TASK TO CARRY OUT: Set down exactly the entries below, beginning at their first line and ending at the line with "drain_messages::<Collision>(world);".

DATA RECORDS:
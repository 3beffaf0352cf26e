use avian3d::prelude::*;
use bevy::prelude::*;

use crate::common::test_utils::{drain_messages, ensure_messages, run_system_once, set_delta};
use crate::common::tunables::Tunables;
use crate::plugins::physics::Collision;
use crate::plugins::projectiles::components::Projectile;
use crate::plugins::world::Block;

use super::systems::{self, gate_collision, HitOutcome};
use super::{HitDetection, HitEvent, HitPolicyStore, HitTrigger};

// --------------------------------------------------------------------------------------
// Helpers
// --------------------------------------------------------------------------------------

fn setup() -> World {
    let mut world = World::new();
    world.init_resource::<HitPolicyStore>();
    world.insert_resource(Tunables::default());
    ensure_messages::<Collision>(&mut world);
    ensure_messages::<HitEvent>(&mut world);
    world.add_observer(systems::on_hit_detection_added);
    world.add_observer(systems::on_hit_detection_removed);
    world
}

fn collision(entity: Entity, other: Entity) -> Collision {
    Collision { entity, other, point: Vec3::ZERO, normal: Vec3::Y }
}

/// Deliver collisions to the coordinator and return the hits it emitted.
///
/// The delivered collisions are drained afterwards so a later call does not see them again.
fn deliver(world: &mut World, collisions: &[Collision]) -> Vec<HitEvent> {
    for c in collisions {
        world.write_message(*c);
    }
    run_system_once(world, systems::detect_hits);
    drain_messages::<Collision>(world);
    drain_messages::<HitEvent>(world)
}

fn age(world: &mut World, dt: f32) {
    set_delta(world, dt);
    run_system_once(world, systems::age_hit_timers);
}

// --------------------------------------------------------------------------------------
// Policy gating
// --------------------------------------------------------------------------------------

#[test]
fn once_emits_a_single_hit_then_disables() {
    let mut world = setup();
    let subject = world.spawn(HitDetection::new(HitTrigger::Once)).id();
    let a = world.spawn_empty().id();
    let b = world.spawn_empty().id();

    let hits = deliver(&mut world, &[collision(subject, a), collision(subject, b)]);
    assert_eq!(hits.len(), 1);
    assert_eq!(hits[0].other, a);
    assert_eq!(world.get::<HitDetection>(subject).unwrap().trigger, HitTrigger::Disabled);

    assert!(deliver(&mut world, &[collision(subject, a)]).is_empty());
    assert!(!world.resource::<HitPolicyStore>().is_tracked(subject));
}

#[test]
fn once_per_entity_emits_once_per_other() {
    let mut world = setup();
    let subject = world.spawn(HitDetection::new(HitTrigger::OncePerEntity)).id();
    let a = world.spawn_empty().id();
    let b = world.spawn_empty().id();

    assert_eq!(deliver(&mut world, &[collision(subject, a), collision(subject, a)]).len(), 1);
    assert!(deliver(&mut world, &[collision(subject, a)]).is_empty());

    let hits = deliver(&mut world, &[collision(subject, b)]);
    assert_eq!(hits.len(), 1);
    assert_eq!(hits[0].other, b);
}

#[test]
fn periodic_cooldown_gates_by_aged_time() {
    let mut world = setup();
    let subject = world
        .spawn(HitDetection::new(HitTrigger::Periodic).with_cooldown(0.5))
        .id();
    let a = world.spawn_empty().id();
    let b = world.spawn_empty().id();

    assert_eq!(deliver(&mut world, &[collision(subject, a)]).len(), 1);

    // Still cooling down, whoever the other entity is.
    age(&mut world, 0.3);
    assert!(deliver(&mut world, &[collision(subject, b)]).is_empty());

    // Cooldown reaches zero and is removed in the same aging call.
    age(&mut world, 0.2);
    assert_eq!(world.resource::<HitPolicyStore>().cooldown(subject, None), None);
    assert_eq!(deliver(&mut world, &[collision(subject, a)]).len(), 1);
}

#[test]
fn periodic_uses_configured_default_cooldown() {
    let mut world = setup();
    world.resource_mut::<Tunables>().hit_cooldown = 2.0;
    let subject = world.spawn(HitDetection::new(HitTrigger::Periodic)).id();
    let a = world.spawn_empty().id();

    deliver(&mut world, &[collision(subject, a)]);
    assert_eq!(world.resource::<HitPolicyStore>().cooldown(subject, None), Some(2.0));
}

#[test]
fn periodic_per_entity_tracks_pairs_independently() {
    let mut world = setup();
    let subject = world
        .spawn(HitDetection::new(HitTrigger::PeriodicPerEntity).with_cooldown(1.0))
        .id();
    let a = world.spawn_empty().id();
    let b = world.spawn_empty().id();

    assert_eq!(deliver(&mut world, &[collision(subject, a)]).len(), 1);
    age(&mut world, 0.6);
    assert_eq!(deliver(&mut world, &[collision(subject, b)]).len(), 1);
    assert!(deliver(&mut world, &[collision(subject, a)]).is_empty());

    // a expires, b still has 0.6 left.
    age(&mut world, 0.4);
    let store = world.resource::<HitPolicyStore>();
    assert_eq!(store.cooldown(subject, Some(a)), None);
    assert!((store.cooldown(subject, Some(b)).unwrap() - 0.6).abs() < 1e-5);

    assert_eq!(deliver(&mut world, &[collision(subject, a)]).len(), 1);
    assert!(deliver(&mut world, &[collision(subject, b)]).is_empty());
}

#[test]
fn inert_triggers_never_emit() {
    let mut world = setup();
    let a = world.spawn_empty().id();
    for trigger in [HitTrigger::Disabled, HitTrigger::Always, HitTrigger::WhileMoving] {
        let subject = world.spawn(HitDetection::new(trigger)).id();
        assert!(deliver(&mut world, &[collision(subject, a)]).is_empty());
        assert!(!world.resource::<HitPolicyStore>().is_tracked(subject));
    }
}

#[test]
fn collision_without_hit_detection_is_a_no_op() {
    let mut world = setup();
    let subject = world.spawn_empty().id();
    let a = world.spawn_empty().id();
    assert!(deliver(&mut world, &[collision(subject, a)]).is_empty());
}

// --------------------------------------------------------------------------------------
// Activation / deactivation
// --------------------------------------------------------------------------------------

#[test]
fn reactivation_forgets_previous_hits() {
    let mut world = setup();
    let subject = world.spawn(HitDetection::new(HitTrigger::OncePerEntity)).id();
    let a = world.spawn_empty().id();

    assert_eq!(deliver(&mut world, &[collision(subject, a)]).len(), 1);
    assert!(deliver(&mut world, &[collision(subject, a)]).is_empty());

    world.entity_mut(subject).remove::<HitDetection>();
    assert!(!world.resource::<HitPolicyStore>().is_tracked(subject));
    world.entity_mut(subject).insert(HitDetection::new(HitTrigger::OncePerEntity));

    assert_eq!(deliver(&mut world, &[collision(subject, a)]).len(), 1);
}

#[test]
fn deactivation_clears_only_the_current_trigger() {
    let mut world = setup();
    let subject = world
        .spawn(HitDetection::new(HitTrigger::Periodic).with_cooldown(5.0))
        .id();
    let a = world.spawn_empty().id();
    deliver(&mut world, &[collision(subject, a)]);

    // Switching the trigger in place does not notify anyone.
    world.get_mut::<HitDetection>(subject).unwrap().trigger = HitTrigger::OncePerEntity;
    world.entity_mut(subject).remove::<HitDetection>();

    let store = world.resource::<HitPolicyStore>();
    assert_eq!(store.cooldown(subject, None), Some(5.0));

    // Activation wipes everything.
    world.entity_mut(subject).insert(HitDetection::new(HitTrigger::Periodic));
    assert!(!world.resource::<HitPolicyStore>().is_tracked(subject));
}

#[test]
fn despawned_subject_releases_its_bookkeeping() {
    let mut world = setup();
    let subject = world.spawn(HitDetection::new(HitTrigger::OncePerEntity)).id();
    let a = world.spawn_empty().id();
    deliver(&mut world, &[collision(subject, a)]);
    assert!(world.resource::<HitPolicyStore>().is_tracked(subject));

    world.despawn(subject);
    assert!(!world.resource::<HitPolicyStore>().is_tracked(subject));
}

#[test]
fn per_entity_timer_is_dropped_once_other_is_gone() {
    let mut world = setup();
    let subject = world
        .spawn(HitDetection::new(HitTrigger::PeriodicPerEntity).with_cooldown(10.0))
        .id();
    let a = world.spawn_empty().id();
    deliver(&mut world, &[collision(subject, a)]);

    world.despawn(a);
    age(&mut world, 0.1);
    assert!(!world.resource::<HitPolicyStore>().is_tracked(subject));
}

// --------------------------------------------------------------------------------------
// Hit payload
// --------------------------------------------------------------------------------------

#[test]
fn blocks_are_ignored_when_subject_does_not_hit_blocks() {
    let mut world = setup();
    let subject = world
        .spawn(HitDetection::new(HitTrigger::OncePerEntity).ignoring_blocks())
        .id();
    let block = world.spawn(Block::SOLID).id();
    let crate_ = world.spawn_empty().id();

    assert!(deliver(&mut world, &[collision(subject, block)]).is_empty());
    assert_eq!(deliver(&mut world, &[collision(subject, crate_)]).len(), 1);
}

#[test]
fn hit_knocks_back_movable_target_and_names_owner() {
    let mut world = setup();
    let shooter = world.spawn_empty().id();
    let arrow = world
        .spawn((
            Projectile::new(Vec3::new(0.0, 0.0, 10.0)).with_instigator(shooter),
            HitDetection::new(HitTrigger::Once),
        ))
        .id();
    let target = world.spawn(LinearVelocity(Vec3::ZERO)).id();

    let hits = deliver(
        &mut world,
        &[Collision {
            entity: arrow,
            other: target,
            point: Vec3::new(1.0, 2.0, 3.0),
            normal: Vec3::Z,
        }],
    );

    assert_eq!(hits.len(), 1);
    assert_eq!(hits[0].instigator, arrow);
    assert_eq!(hits[0].owner, Some(shooter));
    assert_eq!(hits[0].position, Vec3::new(1.0, 2.0, 3.0));
    assert_eq!(world.get::<LinearVelocity>(target).unwrap().0, Vec3::new(0.0, 0.0, -3.0));
}

#[test]
fn suppressed_hit_applies_no_knockback() {
    let mut world = setup();
    let subject = world.spawn(HitDetection::new(HitTrigger::OncePerEntity)).id();
    let target = world.spawn(LinearVelocity(Vec3::ZERO)).id();

    deliver(&mut world, &[collision(subject, target), collision(subject, target)]);
    assert_eq!(world.get::<LinearVelocity>(target).unwrap().0, Vec3::new(0.0, -3.0, 0.0));
}

#[test]
fn knockback_skips_static_blocks_and_projectiles() {
    let mut world = setup();
    let subject = world.spawn(HitDetection::new(HitTrigger::OncePerEntity)).id();
    let block = world
        .spawn((Block::SOLID, RigidBody::Static, LinearVelocity(Vec3::ZERO)))
        .id();
    let arrow = world
        .spawn((Projectile::new(Vec3::new(0.0, 0.0, 10.0)), LinearVelocity(Vec3::ZERO)))
        .id();
    let crate_ = world
        .spawn((RigidBody::Dynamic, LinearVelocity(Vec3::ZERO)))
        .id();

    let hits = deliver(
        &mut world,
        &[collision(subject, block), collision(subject, arrow), collision(subject, crate_)],
    );

    assert_eq!(hits.len(), 3);
    assert_eq!(world.get::<LinearVelocity>(block).unwrap().0, Vec3::ZERO);
    assert_eq!(world.get::<LinearVelocity>(arrow).unwrap().0, Vec3::ZERO);
    assert_eq!(world.get::<LinearVelocity>(crate_).unwrap().0, Vec3::new(0.0, -3.0, 0.0));
}

// --------------------------------------------------------------------------------------
// Store
// --------------------------------------------------------------------------------------

#[test]
fn gate_reports_outcome() {
    let mut world = World::new();
    let subject = world.spawn_empty().id();
    let other = world.spawn_empty().id();
    let mut store = HitPolicyStore::default();
    let mut detection = HitDetection::new(HitTrigger::OncePerEntity);

    let gate = |store: &mut HitPolicyStore, detection: &mut HitDetection, is_block| {
        gate_collision(store, detection, subject, other, is_block, 1.0)
    };
    assert_eq!(gate(&mut store, &mut detection, false), HitOutcome::Emitted);
    assert_eq!(gate(&mut store, &mut detection, false), HitOutcome::Suppressed);

    let mut blind = detection.ignoring_blocks();
    assert_eq!(gate(&mut store, &mut blind, true), HitOutcome::Ignored);
}

#[test]
fn record_and_clear_are_idempotent() {
    let mut world = World::new();
    let subject = world.spawn_empty().id();
    let other = world.spawn_empty().id();
    let mut store = HitPolicyStore::default();

    for trigger in [
        HitTrigger::OncePerEntity,
        HitTrigger::Periodic,
        HitTrigger::PeriodicPerEntity,
    ] {
        assert!(store.should_emit(subject, other, trigger));
        assert!(store.record_hit(subject, other, trigger, 1.0));
        assert!(!store.record_hit(subject, other, trigger, 1.0));
        assert!(!store.should_emit(subject, other, trigger));

        assert!(store.clear_hit(subject, other, trigger));
        assert!(!store.clear_hit(subject, other, trigger));
        assert!(!store.is_tracked(subject));
    }

    assert!(!store.should_emit(subject, other, HitTrigger::Once));
    assert!(!store.record_hit(subject, other, HitTrigger::Disabled, 1.0));
}

#[test]
fn cooldown_expires_once_aged_past_zero() {
    let mut world = World::new();
    let subject = world.spawn_empty().id();
    let other = world.spawn_empty().id();
    let mut store = HitPolicyStore::default();
    store.record_hit(subject, other, HitTrigger::Periodic, 0.3);

    for _ in 0..3 {
        store.age_timers(0.1 + 1e-6, |_| true);
    }
    assert!(!store.is_tracked(subject));
}

#[test]
fn cooldown_of_non_binary_length_expires_after_whole_ticks() {
    let mut world = setup();
    let subject = world
        .spawn(HitDetection::new(HitTrigger::Periodic).with_cooldown(0.3))
        .id();
    let a = world.spawn_empty().id();

    assert_eq!(deliver(&mut world, &[collision(subject, a)]).len(), 1);
    for _ in 0..2 {
        age(&mut world, 0.1);
        assert!(deliver(&mut world, &[collision(subject, a)]).is_empty());
    }

    // 0.3 - 0.1 - 0.1 - 0.1 lands a rounding error above zero in f32.
    age(&mut world, 0.1);
    assert_eq!(world.resource::<HitPolicyStore>().cooldown(subject, None), None);
    assert_eq!(deliver(&mut world, &[collision(subject, a)]).len(), 1);
}
use bevy::prelude::*;

/// A collision that passed the subject's trigger policy.
///
/// Damage and death handling subscribe to this.
#[derive(Message, Clone, Copy, Debug, PartialEq)]
pub struct HitEvent {
    /// The subject whose policy fired (usually the projectile).
    pub instigator: Entity,
    /// The struck entity.
    pub other: Entity,
    /// Whoever launched the instigator, when it is a projectile.
    pub owner: Option<Entity>,
    pub position: Vec3,
    pub normal: Vec3,
}
//! Core plugin: shared resources.

use bevy::prelude::*;

use crate::common::tunables::Tunables;

/// Optional tunables override, relative to the working directory.
pub const TUNABLES_PATH: &str = "assets/tunables.ron";

pub fn plugin(app: &mut App) {
    if !app.world().contains_resource::<Tunables>() {
        app.insert_resource(Tunables::load_or_default(TUNABLES_PATH));
    }
}
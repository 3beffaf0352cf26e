//! Elapsed-time accumulator.
//!
//! Tick systems add every frame delta here and then consume the whole
//! remainder in one go, so a long stall is aged exactly once and no
//! fractional time is dropped between ticks.

#[derive(Debug, Default, Clone, Copy)]
pub struct TickAccumulator {
    pending: f32,
}

impl TickAccumulator {
    #[inline]
    pub fn accumulate(&mut self, elapsed: f32) {
        self.pending += elapsed.max(0.0);
    }

    /// Returns the accumulated time and resets the remainder to zero.
    #[inline]
    pub fn consume(&mut self) -> f32 {
        std::mem::take(&mut self.pending)
    }

    #[inline]
    pub fn pending(&self) -> f32 {
        self.pending
    }
}
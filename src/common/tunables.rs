//! Tunable combat constants, optionally loaded from a RON file.

use std::path::Path;

use bevy::prelude::*;
use serde::{Deserialize, Serialize};
use thiserror::Error;

#[derive(Resource, Debug, Clone, PartialEq, Serialize, Deserialize)]
#[serde(default)]
pub struct Tunables {
    /// Acceleration applied to gravity-affected projectiles (units/s^2).
    pub gravity: Vec3,
    /// Fraction of speed kept after a gravity bounce.
    pub restitution: f32,
    /// Below this speed a gravity-affected projectile is handed to the physics engine.
    pub kinematic_threshold: f32,
    /// Below this speed orientation is left alone.
    pub rotation_threshold: f32,
    /// Impulse added to a struck entity along the negated hit normal.
    pub knockback: f32,
    /// Default cooldown of periodic hit triggers (seconds).
    pub hit_cooldown: f32,
    /// Local axis that points along the direction of travel.
    pub forward: Vec3,
}

impl Default for Tunables {
    fn default() -> Self {
        Self {
            gravity: Vec3::new(0.0, -9.81, 0.0),
            restitution: 0.1,
            kinematic_threshold: 0.33,
            rotation_threshold: 0.33,
            knockback: 3.0,
            hit_cooldown: 1.0,
            forward: Vec3::Z,
        }
    }
}

#[derive(Debug, Error)]
pub enum TunablesError {
    #[error("failed to read tunables: {0}")]
    Io(#[from] std::io::Error),
    #[error("failed to parse tunables: {0}")]
    Parse(#[from] ron::error::SpannedError),
}

impl Tunables {
    /// Parse tunables from RON. Missing fields keep their defaults.
    pub fn from_ron(source: &str) -> Result<Self, TunablesError> {
        Ok(ron::from_str(source)?)
    }

    pub fn load(path: impl AsRef<Path>) -> Result<Self, TunablesError> {
        let contents = std::fs::read_to_string(path)?;
        Self::from_ron(&contents)
    }

    /// Load from file, falling back to defaults if it is missing or malformed.
    pub fn load_or_default(path: impl AsRef<Path>) -> Self {
        let path = path.as_ref();
        match Self::load(path) {
            Ok(tunables) => tunables,
            Err(e) => {
                warn!("{e} ({}), using defaults", path.display());
                Self::default()
            }
        }
    }
}
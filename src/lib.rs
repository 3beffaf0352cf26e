//! Projectile flight and hit detection for Bevy games, with avian3d as the physics backend.
//!
//! Integration tests in `tests/` are compiled as separate crates.
//! A `lib.rs` gives them a stable public API surface to import.

pub mod common;
pub mod game;
pub mod plugins;
//! Scripted projectile motion.
//!
//! Every active, non-frozen projectile is moved along its velocity once per
//! tick. Before moving, the path is swept with a ray:
//!
//! - a hit on the trigger groups is re-emitted as a `Collision` so thin
//!   colliders the discrete contact pass would step over are still reported
//! - a hit on the rigid groups (kinematic rigged projectiles only) shortens
//!   the step so the projectile stops at the obstruction
//!
//! The ray source is abstracted as `RaySweep`; in the game it is avian's
//! `SpatialQuery`.

use avian3d::prelude::*;
use bevy::ecs::query::QueryData;
use bevy::ecs::system::SystemParam;
use bevy::prelude::*;

use crate::common::clock::TickAccumulator;
use crate::common::math::look_rotation;
use crate::common::tunables::Tunables;
use crate::plugins::physics::{CentralForce, Collision};

use super::components::{Projectile, RigidVolume, TriggerVolume};
use super::registry::ProjectileRegistry;

// --------------------------------------------------------------------------------------
// Ray sweeps
// --------------------------------------------------------------------------------------

#[derive(Debug, Clone, Copy, PartialEq)]
pub struct SweepHit {
    pub entity: Entity,
    pub point: Vec3,
    pub normal: Vec3,
    /// Distance from the ray origin to `point`.
    pub distance: f32,
}

pub trait RaySweep {
    /// Nearest hit along `direction` within `max_distance` on any group in `mask`.
    fn sweep(
        &self,
        origin: Vec3,
        direction: Dir3,
        max_distance: f32,
        mask: LayerMask,
        exclude: &[Entity],
    ) -> Option<SweepHit>;
}

impl RaySweep for SpatialQuery<'_, '_> {
    fn sweep(
        &self,
        origin: Vec3,
        direction: Dir3,
        max_distance: f32,
        mask: LayerMask,
        exclude: &[Entity],
    ) -> Option<SweepHit> {
        let filter =
            SpatialQueryFilter::from_mask(mask).with_excluded_entities(exclude.iter().copied());
        self.cast_ray(origin, direction, max_distance, true, &filter)
            .map(|hit| SweepHit {
                entity: hit.entity,
                point: origin + *direction * hit.distance,
                normal: hit.normal,
                distance: hit.distance,
            })
    }
}

// --------------------------------------------------------------------------------------
// Integration
// --------------------------------------------------------------------------------------

#[derive(QueryData)]
#[query_data(mutable)]
pub struct Moving {
    entity: Entity,
    projectile: &'static mut Projectile,
    transform: &'static mut Transform,
    trigger: Option<&'static mut TriggerVolume>,
    layers: Option<&'static mut CollisionLayers>,
    rigid: Option<&'static RigidVolume>,
    body: Option<&'static mut RigidBody>,
    linear_velocity: Option<&'static mut LinearVelocity>,
}

/// Everything one integration pass reads and writes, apart from the ray source.
#[derive(SystemParam)]
pub struct Integration<'w, 's> {
    time: Res<'w, Time>,
    tunables: Res<'w, Tunables>,
    registry: Res<'w, ProjectileRegistry>,
    projectiles: Query<'w, 's, Moving>,
    commands: Commands<'w, 's>,
    collisions: MessageWriter<'w, Collision>,
    forces: MessageWriter<'w, CentralForce>,
    clock: Local<'s, TickAccumulator>,
}

impl Integration<'_, '_> {
    /// Advance every active projectile by the time elapsed since the last pass.
    pub fn run(&mut self, sweep: &impl RaySweep) {
        self.clock.accumulate(self.time.delta_secs());
        let dt = self.clock.consume();
        if dt <= 0.0 {
            return;
        }

        let tunables = &*self.tunables;
        for &entity in self.registry.active() {
            let Ok(mut item) = self.projectiles.get_mut(entity) else {
                trace!("{entity:?} is registered but has no projectile state");
                continue;
            };
            if item.projectile.frozen {
                continue;
            }

            let flags = item.projectile.flags;
            if flags.affected_by_gravity
                && !flags.pierces
                && item.projectile.velocity.length() < tunables.kinematic_threshold
            {
                switch_to_dynamic(&mut item, &mut self.commands);
                self.registry.enqueue_remove(entity);
                continue;
            }

            let dynamic = item.body.as_deref() == Some(&RigidBody::Dynamic);
            let step = advance(&mut item, sweep, dt, tunables);

            if let Some(collision) = step.collision {
                self.collisions.write(collision);
            }
            if dynamic && step.translation != Vec3::ZERO {
                self.forces.write(CentralForce { entity, force: step.translation });
            } else if !dynamic {
                item.transform.translation = step.position + step.translation;
            }
        }
    }
}

pub fn integrate_projectiles(spatial: SpatialQuery, mut integration: Integration) {
    integration.run(&spatial);
}

/// Outcome of moving one projectile for one tick.
#[derive(Debug, Clone, Copy, PartialEq)]
pub struct Step {
    /// Position after gravity, before the swept translation.
    pub position: Vec3,
    pub translation: Vec3,
    pub collision: Option<Collision>,
}

fn advance(item: &mut MovingItem, sweep: &impl RaySweep, dt: f32, tunables: &Tunables) -> Step {
    let entity = item.entity;
    let mut position = item.transform.translation;

    let acceleration = item.projectile.acceleration;
    item.projectile.velocity += acceleration * dt;
    if item.projectile.flags.affected_by_gravity {
        let fall = tunables.gravity * dt;
        position += fall;
        item.projectile.velocity += fall;
    }
    let velocity = item.projectile.velocity;
    item.projectile.set_velocity(velocity);

    let mut step = Step { position, translation: Vec3::ZERO, collision: None };
    let Ok(direction) = Dir3::new(velocity) else {
        return step;
    };
    let mut travel = item.projectile.speed * dt;
    if travel <= 0.0 {
        return step;
    }

    let radius = item.trigger.as_deref().map_or(0.0, |t| t.radius);
    let reach = travel + radius;
    let ignore = [entity, item.projectile.instigator.unwrap_or(entity)];
    let kinematic = item.body.as_deref() != Some(&RigidBody::Dynamic);

    let trigger_hit = item
        .trigger
        .as_deref()
        .filter(|t| t.enabled)
        .and_then(|t| sweep.sweep(position, direction, reach, t.detect, &ignore));
    let rigid_distance = item
        .rigid
        .filter(|_| kinematic)
        .and_then(|rigid| sweep.sweep(position, direction, reach, rigid.collides_with, &ignore))
        .map(|hit| (hit.distance - radius).max(0.0));

    if let Some(hit) = trigger_hit {
        let trigger_distance = (hit.distance - radius).max(0.0);
        if trigger_distance <= rigid_distance.unwrap_or(f32::INFINITY) {
            trace!("{entity:?} swept into {:?}", hit.entity);
            step.collision = Some(Collision {
                entity,
                other: hit.entity,
                point: hit.point,
                normal: hit.normal,
            });
        }
    }
    if let Some(limit) = rigid_distance {
        travel = travel.min(limit);
    }
    step.translation = *direction * travel;

    if item.projectile.flags.rotates_to_velocity {
        let facing = if kinematic {
            velocity
        } else {
            item.linear_velocity.as_deref().map_or(velocity, |v| v.0)
        };
        if facing.length() >= tunables.rotation_threshold {
            if let Some(rotation) = look_rotation(facing, tunables.forward) {
                item.transform.rotation = rotation;
            }
        }
    }

    step
}

/// Hand a slowed-down projectile to the physics engine.
///
/// The trigger stops reporting contacts. A rigged, kinematic projectile becomes a
/// dynamic body that keeps its current velocity and collides through its rigid volume.
fn switch_to_dynamic(item: &mut MovingItem, commands: &mut Commands) {
    let entity = item.entity;
    if let Some(trigger) = item.trigger.as_deref_mut() {
        match item.layers.as_deref_mut() {
            Some(layers) => trigger.disable(layers),
            None => trigger.enabled = false,
        }
    }

    let (Some(rigid), Some(body)) = (item.rigid, item.body.as_deref_mut()) else {
        debug!("{entity:?} came to rest without a rigid volume");
        return;
    };
    if *body != RigidBody::Kinematic {
        return;
    }

    *body = RigidBody::Dynamic;
    if let Some(layers) = item.layers.as_deref_mut() {
        *layers = rigid.layers();
    }
    let velocity = item.projectile.velocity;
    match item.linear_velocity.as_deref_mut() {
        Some(linear_velocity) => linear_velocity.0 = velocity,
        None => {
            commands.entity(entity).insert(LinearVelocity(velocity));
        }
    }
    commands.entity(entity).remove::<Sensor>();
    debug!("{entity:?} slowed below the kinematic threshold, now dynamic");
}
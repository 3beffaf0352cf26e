use avian3d::prelude::*;
use bevy::prelude::*;

use crate::common::layers::Layer;

/// How a projectile reacts when it strikes something solid.
///
/// Several flags may be set; the resolver picks one response per collision.
#[derive(Debug, Clone, Copy, PartialEq, Eq, Default)]
pub struct ProjectileFlags {
    pub affected_by_gravity: bool,
    pub bounces: bool,
    pub ricochets: bool,
    pub pierces: bool,
    pub reflects: bool,
    pub rotates_to_velocity: bool,
}

/// Scripted projectile state. Position and orientation live in `Transform`.
#[derive(Component, Debug, Clone, PartialEq)]
pub struct Projectile {
    pub instigator: Option<Entity>,
    pub velocity: Vec3,
    /// Constant acceleration folded into `velocity` every tick.
    pub acceleration: Vec3,
    /// Speed along the path, refreshed whenever `velocity` changes.
    pub speed: f32,
    pub flags: ProjectileFlags,
    /// Frozen projectiles keep their place and are no longer integrated.
    pub frozen: bool,
}

impl Projectile {
    pub fn new(velocity: Vec3) -> Self {
        Self {
            instigator: None,
            velocity,
            acceleration: Vec3::ZERO,
            speed: velocity.length(),
            flags: ProjectileFlags::default(),
            frozen: false,
        }
    }

    pub fn with_instigator(mut self, instigator: Entity) -> Self {
        self.instigator = Some(instigator);
        self
    }

    pub fn with_flags(mut self, flags: ProjectileFlags) -> Self {
        self.flags = flags;
        self
    }

    pub fn with_acceleration(mut self, acceleration: Vec3) -> Self {
        self.acceleration = acceleration;
        self
    }

    #[inline]
    pub fn set_velocity(&mut self, velocity: Vec3) {
        self.velocity = velocity;
        self.speed = velocity.length();
    }
}

/// The sensor volume that reports what a projectile passes through.
#[derive(Component, Debug, Clone, Copy, PartialEq)]
pub struct TriggerVolume {
    /// Bounding-sphere radius of the sensor collider.
    pub radius: f32,
    /// Groups the sensor reports contacts with.
    pub detect: LayerMask,
    pub enabled: bool,
}

impl TriggerVolume {
    pub fn new(radius: f32, detect: impl Into<LayerMask>) -> Self {
        Self { radius, detect: detect.into(), enabled: true }
    }

    pub fn layers(&self) -> CollisionLayers {
        let filters = if self.enabled { self.detect } else { LayerMask::NONE };
        CollisionLayers::new(Layer::Projectile, filters)
    }

    /// Stop reporting contacts. The collider stays; it just collides with nothing.
    pub fn disable(&mut self, layers: &mut CollisionLayers) {
        self.enabled = false;
        layers.filters = LayerMask::NONE;
    }
}

/// Solid volume of a rigged projectile.
///
/// While the body is kinematic the integrator sweeps against `collides_with`
/// itself; once the body turns dynamic the physics engine takes over.
#[derive(Component, Debug, Clone, Copy, PartialEq)]
pub struct RigidVolume {
    pub collides_with: LayerMask,
}

impl RigidVolume {
    pub fn new(collides_with: impl Into<LayerMask>) -> Self {
        Self { collides_with: collides_with.into() }
    }

    pub fn layers(&self) -> CollisionLayers {
        CollisionLayers::new(Layer::Projectile, self.collides_with)
    }
}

SOLUTION FOR THIS PROBLEM:
repository 3beffaf0352cf26e
use avian3d::prelude::*;
use bevy::prelude::*;

use crate::common::test_utils::{drain_messages, ensure_messages, run_system_once, set_delta};
use crate::common::tunables::Tunables;
use crate::plugins::physics::Collision;
use crate::plugins::projectiles::components::Projectile;
use crate::plugins::world::Block;

use super::systems::{self, gate_collision, HitOutcome};
use super::{HitDetection, HitEvent, HitPolicyStore, HitTrigger};

// --------------------------------------------------------------------------------------
// Helpers
// --------------------------------------------------------------------------------------

fn setup() -> World {
    let mut world = World::new();
    world.init_resource::<HitPolicyStore>();
    world.insert_resource(Tunables::default());
    ensure_messages::<Collision>(&mut world);
    ensure_messages::<HitEvent>(&mut world);
    world.add_observer(systems::on_hit_detection_added);
    world.add_observer(systems::on_hit_detection_removed);
    world
}

fn collision(entity: Entity, other: Entity) -> Collision {
    Collision { entity, other, point: Vec3::ZERO, normal: Vec3::Y }
}

/// Deliver collisions to the coordinator and return the hits it emitted.
///
/// The delivered collisions are drained afterwards so a later call does not see them again.
fn deliver(world: &mut World, collisions: &[Collision]) -> Vec<HitEvent> {
    for c in collisions {
        world.write_message(*c);
    }
    run_system_once(world, systems::detect_hits);
    drain_messages::<Collision>(world);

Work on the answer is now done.